"Ay, ma'am; he and Sir Jasper are going to fight this morning. Sir Jasper's going to fight them all, but Lord Verney is to be the first, for Sir Jasper found him kissing Lady Standish yesterday at noon; the others were later on. So it's my Lord comes first you see, ma'am."
"La, girl," cried Mistress Bellairs with a scream, and upset her chocolate, "going to fight this morning? 'Tis not true!" Her pretty face turned as white as chalk under its lace frills.
"Yes, ma'am," pursued the maid, gabbling as hard as she could. "Yes, ma'am, first there's Lord Verney. Sir Jasper, they say, behaved so oddly to Captain Spicer who brought the first challenge, that Lord Verney sent another by a chairman this morning. And then Colonel Villiers. Of course, as Mr. Mahoney says (that's Mr. O'Hara's man, ma'am), Sir Jasper is safe to kill Lord Verney, and Colonel Villiers is safe to kill Sir Jasper. But if the Colonel do not kill Sir Jasper, then Sir Jasper will fight Captain Spicer! La! ma'am, the chocolate's all over the bed."

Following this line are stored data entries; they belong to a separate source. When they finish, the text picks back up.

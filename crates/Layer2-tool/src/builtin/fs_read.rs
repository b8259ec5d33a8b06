//! Filesystem read tools - ls, cat, stat, readlink, find

use async_trait::async_trait;
use chrono::{DateTime, Local};
use serde::Deserialize;
use serde_json::Value;
use std::collections::BinaryHeap;
use std::fs;
use std::path::PathBuf;
use tokio::io::AsyncReadExt;
use toolgate_foundation::{
    Tool, ToolArgs, ToolContext, ToolError, ToolMeta, ToolOutput, ToolSchema,
};
use tracing::debug;

use super::{
    display_path, io_error, not_regular_file, open_regular, resolve_link, resolve_path,
};

#[derive(Debug, Deserialize)]
struct PathInput {
    path: String,
}

// ============================================================================
// ls
// ============================================================================

#[derive(Debug, Default, Deserialize)]
#[serde(default)]
struct LsInput {
    path: Option<String>,
    all: bool,
}

/// List a directory
pub struct LsTool;

impl LsTool {
    pub const NAME: &'static str = "ls";

    pub fn new() -> Self {
        Self
    }
}

impl Default for LsTool {
    fn default() -> Self {
        Self::new()
    }
}

#[async_trait]
impl Tool for LsTool {
    fn name(&self) -> &str {
        Self::NAME
    }

    fn meta(&self) -> ToolMeta {
        ToolMeta::new(Self::NAME)
            .description("List directory contents (dirs end with '/', symlinks with '@')")
            .category("filesystem")
    }

    fn schema(&self) -> Value {
        ToolSchema::new()
            .string_param("path", "Directory to list (default: sandbox root)", false)
            .boolean_param("all", "Include entries starting with '.'", false)
            .build()
    }

    fn validate(&self, args: &ToolArgs) -> Result<(), ToolError> {
        args.parse::<LsInput>(Self::NAME).map(|_| ())
    }

    async fn execute(
        &self,
        ctx: &dyn ToolContext,
        args: &ToolArgs,
    ) -> Result<ToolOutput, ToolError> {
        ctx.checkpoint()?;
        let input: LsInput = args.parse(Self::NAME)?;
        let dir = resolve_path(ctx, input.path.as_deref().unwrap_or("."))?;

        let reader = fs::read_dir(&dir).map_err(|e| io_error(ctx, &dir, e))?;
        let max = ctx.limits().max_directory_entries;
        // the `max` smallest names seen so far; the rest are only counted
        let mut kept = BinaryHeap::with_capacity(max.saturating_add(1).min(4096));
        let mut total = 0usize;
        for entry in reader {
            ctx.checkpoint()?;
            let entry = entry.map_err(|e| io_error(ctx, &dir, e))?;
            let name = entry.file_name().to_string_lossy().into_owned();
            if !input.all && name.starts_with('.') {
                continue;
            }
            total += 1;
            let suffix = match entry.file_type() {
                Ok(ft) if ft.is_symlink() => "@",
                Ok(ft) if ft.is_dir() => "/",
                _ => "",
            };
            let shown = format!("{}{}", name, suffix);
            if kept.len() == max && kept.peek().map_or(true, |largest| &shown >= largest) {
                continue;
            }
            kept.push(shown);
            if kept.len() > max {
                kept.pop();
            }
        }

        if total == 0 {
            return Ok(ToolOutput::success("(empty directory)"));
        }

        let names = kept.into_sorted_vec();
        let mut output = names.join("\n");
        if total > names.len() {
            output.push_str(&format!("\n... ({} more entries)", total - names.len()));
        }
        Ok(ToolOutput::success(output))
    }
}

// ============================================================================
// cat
// ============================================================================

/// Read a file (lossy UTF-8)
pub struct CatTool;

impl CatTool {
    pub const NAME: &'static str = "cat";

    pub fn new() -> Self {
        Self
    }
}

impl Default for CatTool {
    fn default() -> Self {
        Self::new()
    }
}

#[async_trait]
impl Tool for CatTool {
    fn name(&self) -> &str {
        Self::NAME
    }

    fn meta(&self) -> ToolMeta {
        ToolMeta::new(Self::NAME)
            .description("Read the contents of a file")
            .category("filesystem")
    }

    fn schema(&self) -> Value {
        ToolSchema::new()
            .string_param("path", "File to read", true)
            .build()
    }

    fn validate(&self, args: &ToolArgs) -> Result<(), ToolError> {
        args.parse::<PathInput>(Self::NAME).map(|_| ())
    }

    async fn execute(
        &self,
        ctx: &dyn ToolContext,
        args: &ToolArgs,
    ) -> Result<ToolOutput, ToolError> {
        ctx.checkpoint()?;
        let input: PathInput = args.parse(Self::NAME)?;
        let path = resolve_path(ctx, &input.path)?;

        let meta = tokio::fs::metadata(&path)
            .await
            .map_err(|e| io_error(ctx, &path, e))?;
        if meta.is_dir() {
            return Err(ToolError::execution(
                Self::NAME,
                format!("{}: is a directory", display_path(ctx, &path)),
            ));
        }
        if !meta.is_file() {
            return Err(not_regular_file(ctx, &path));
        }

        let max = ctx.limits().max_file_size_bytes;
        if meta.len() > max {
            return Err(ToolError::execution(
                Self::NAME,
                format!(
                    "{}: file too large ({} bytes, max {})",
                    display_path(ctx, &path),
                    meta.len(),
                    max
                ),
            ));
        }

        ctx.checkpoint()?;
        let file = open_regular(ctx, &path, tokio::fs::OpenOptions::new().read(true)).await?;
        let mut bytes = Vec::new();
        file.take(max)
            .read_to_end(&mut bytes)
            .await
            .map_err(|e| io_error(ctx, &path, e))?;
        Ok(ToolOutput::success(String::from_utf8_lossy(&bytes)))
    }
}

// ============================================================================
// stat
// ============================================================================

/// File metadata
pub struct StatTool;

impl StatTool {
    pub const NAME: &'static str = "stat";

    pub fn new() -> Self {
        Self
    }
}

impl Default for StatTool {
    fn default() -> Self {
        Self::new()
    }
}

#[async_trait]
impl Tool for StatTool {
    fn name(&self) -> &str {
        Self::NAME
    }

    fn meta(&self) -> ToolMeta {
        ToolMeta::new(Self::NAME)
            .description("Show type, size, permissions and modification time of a path")
            .category("filesystem")
    }

    fn schema(&self) -> Value {
        ToolSchema::new()
            .string_param("path", "Path to inspect", true)
            .build()
    }

    fn validate(&self, args: &ToolArgs) -> Result<(), ToolError> {
        args.parse::<PathInput>(Self::NAME).map(|_| ())
    }

    async fn execute(
        &self,
        ctx: &dyn ToolContext,
        args: &ToolArgs,
    ) -> Result<ToolOutput, ToolError> {
        ctx.checkpoint()?;
        let input: PathInput = args.parse(Self::NAME)?;
        let path = resolve_path(ctx, &input.path)?;
        let meta = fs::metadata(&path).map_err(|e| io_error(ctx, &path, e))?;

        let kind = if meta.is_dir() {
            "directory"
        } else if meta.is_file() {
            "file"
        } else {
            "other"
        };

        let modified = meta
            .modified()
            .map(|t| DateTime::<Local>::from(t).to_rfc3339())
            .unwrap_or_else(|_| "unknown".to_string());

        let lines = [
            format!("path: {}", display_path(ctx, &path)),
            format!("type: {}", kind),
            format!("size: {}", meta.len()),
            format!("permissions: {}", permissions(&meta)),
            format!("modified: {}", modified),
        ];
        Ok(ToolOutput::success(lines.join("\n")))
    }
}

#[cfg(unix)]
fn permissions(meta: &fs::Metadata) -> String {
    use std::os::unix::fs::PermissionsExt;
    format!("{:o}", meta.permissions().mode() & 0o7777)
}

#[cfg(not(unix))]
fn permissions(meta: &fs::Metadata) -> String {
    if meta.permissions().readonly() {
        "readonly".to_string()
    } else {
        "writable".to_string()
    }
}

// ============================================================================
// readlink
// ============================================================================

/// Report a symlink's own target
pub struct ReadlinkTool;

impl ReadlinkTool {
    pub const NAME: &'static str = "readlink";

    pub fn new() -> Self {
        Self
    }
}

impl Default for ReadlinkTool {
    fn default() -> Self {
        Self::new()
    }
}

#[async_trait]
impl Tool for ReadlinkTool {
    fn name(&self) -> &str {
        Self::NAME
    }

    fn meta(&self) -> ToolMeta {
        ToolMeta::new(Self::NAME)
            .description("Print the target of a symbolic link without following it")
            .category("filesystem")
    }

    fn schema(&self) -> Value {
        ToolSchema::new()
            .string_param("path", "Symbolic link to read", true)
            .build()
    }

    fn validate(&self, args: &ToolArgs) -> Result<(), ToolError> {
        args.parse::<PathInput>(Self::NAME).map(|_| ())
    }

    async fn execute(
        &self,
        ctx: &dyn ToolContext,
        args: &ToolArgs,
    ) -> Result<ToolOutput, ToolError> {
        ctx.checkpoint()?;
        let input: PathInput = args.parse(Self::NAME)?;
        let link = resolve_link(ctx, &input.path)?;

        let meta = fs::symlink_metadata(&link).map_err(|e| io_error(ctx, &link, e))?;
        if !meta.file_type().is_symlink() {
            return Err(ToolError::execution(
                Self::NAME,
                format!("{}: not a symbolic link", display_path(ctx, &link)),
            ));
        }

        let target = fs::read_link(&link).map_err(|e| io_error(ctx, &link, e))?;
        Ok(ToolOutput::success(target.display().to_string()))
    }
}

// ============================================================================
// find
// ============================================================================

#[derive(Debug, Default, Deserialize)]
#[serde(default)]
struct FindInput {
    path: Option<String>,
    name: Option<String>,
    max_depth: Option<usize>,
}

/// Depth-limited walk with an optional glob on file names
pub struct FindTool;

impl FindTool {
    pub const NAME: &'static str = "find";

    pub fn new() -> Self {
        Self
    }

    fn parse(args: &ToolArgs) -> Result<(FindInput, Option<glob::Pattern>), ToolError> {
        let input: FindInput = args.parse(Self::NAME)?;
        let pattern = match input.name.as_deref() {
            Some(p) => Some(glob::Pattern::new(p).map_err(|e| {
                ToolError::validation(Self::NAME, format!("invalid pattern '{}': {}", p, e))
            })?),
            None => None,
        };
        Ok((input, pattern))
    }
}

impl Default for FindTool {
    fn default() -> Self {
        Self::new()
    }
}

#[async_trait]
impl Tool for FindTool {
    fn name(&self) -> &str {
        Self::NAME
    }

    fn meta(&self) -> ToolMeta {
        ToolMeta::new(Self::NAME)
            .description("Find files by name pattern under a directory")
            .category("filesystem")
    }

    fn schema(&self) -> Value {
        ToolSchema::new()
            .string_param("path", "Directory to search (default: sandbox root)", false)
            .string_param("name", "Glob matched against file names, e.g. '*.rs'", false)
            .integer_param("max_depth", "Maximum depth to descend", false)
            .build()
    }

    fn validate(&self, args: &ToolArgs) -> Result<(), ToolError> {
        Self::parse(args).map(|_| ())
    }

    async fn execute(
        &self,
        ctx: &dyn ToolContext,
        args: &ToolArgs,
    ) -> Result<ToolOutput, ToolError> {
        ctx.checkpoint()?;
        let (input, pattern) = Self::parse(args)?;
        let start = resolve_path(ctx, input.path.as_deref().unwrap_or("."))?;

        let limits = ctx.limits();
        let max_depth = input
            .max_depth
            .unwrap_or(limits.max_directory_depth)
            .min(limits.max_directory_depth);
        let max_entries = limits.max_directory_entries;

        let mut found = Vec::new();
        let mut truncated = false;
        let mut stack: Vec<(PathBuf, usize)> = vec![(start, 0)];

        'walk: while let Some((dir, depth)) = stack.pop() {
            ctx.checkpoint()?;
            let reader = match fs::read_dir(&dir) {
                Ok(reader) => reader,
                Err(e) => {
                    debug!("Skipping {}: {}", dir.display(), e);
                    continue;
                }
            };

            for entry in reader {
                ctx.checkpoint()?;
                let Ok(entry) = entry else { continue };
                let path = entry.path();
                let is_dir = entry.file_type().map(|ft| ft.is_dir()).unwrap_or(false);

                let matches = pattern
                    .as_ref()
                    .map(|p| p.matches(&entry.file_name().to_string_lossy()))
                    .unwrap_or(true);
                if matches {
                    if found.len() >= max_entries {
                        truncated = true;
                        break 'walk;
                    }
                    let mut shown = display_path(ctx, &path);
                    if is_dir {
                        shown.push('/');
                    }
                    found.push(shown);
                }

                // symlinked directories are reported but never entered
                if is_dir && depth + 1 < max_depth {
                    stack.push((path, depth + 1));
                }
            }
        }

        if found.is_empty() {
            return Ok(ToolOutput::success("(no matches)"));
        }

        found.sort();
        let mut output = found.join("\n");
        if truncated {
            output.push_str(&format!("\n... (stopped after {} entries)", max_entries));
        }
        Ok(ToolOutput::success(output))
    }
}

"Oh, get out of that, you silly wench," cried Mistress Bellairs, "let me rise! There is not a moment to lose. And where is Sir Jasper supposed to fight my Lord Verney? (Give me my silk stockings, useless thing that you are!) I don't believe a word of your story. How dare you come and tell me such a pack of nonsense? But where are they supposed to fight? Of course you must have heard the hour?" She was pulling silk stockings over her little arched foot, and up her little plump leg as fast as her trembling hands would obey her.
"I do not know where, ma'am," said the maid demurely, "but the Colonel is to meet Sir Jasper in Hammer's Fields at noon, so I suppose my Lord Verney and he will be fighting about this time."
"Oh, hold your tongue," cried her mistress; "you're enough to drive one mad with your quacking!"
Not a dab of rouge did the widow find time to spread upon pale cheeks, not a dust of powder upon a black curl. The pretty morning hood was drawn round a very different face from that which it usually shaded; but who shall say that Kitty, the woman, running breathless through the empty streets with the early breeze playing with her loose hair, was not as fair in her complete self-abandonment, as the fashionable lady, powdered, painted, patched and laced, known under the name of Mrs. Bellairs? Her small feet hammered impatiently along, her skirts fluttered as she went. She would not wait for a coach; a chair would have sent her crazy.
At the turning of the Crescent, another fluttering woman's figure, also hooded, also cloaked, also advancing with the haste that despises appearances, passed her with a patter and a flash. They crossed, then moved by the same impulse halted with dawning recognition.
"Mistress Bellairs!" cried Lady Standish's flute-like voice.
"Julia Standish!" screamed Mistress Bellairs. They turned and caught at each other with clinging hands.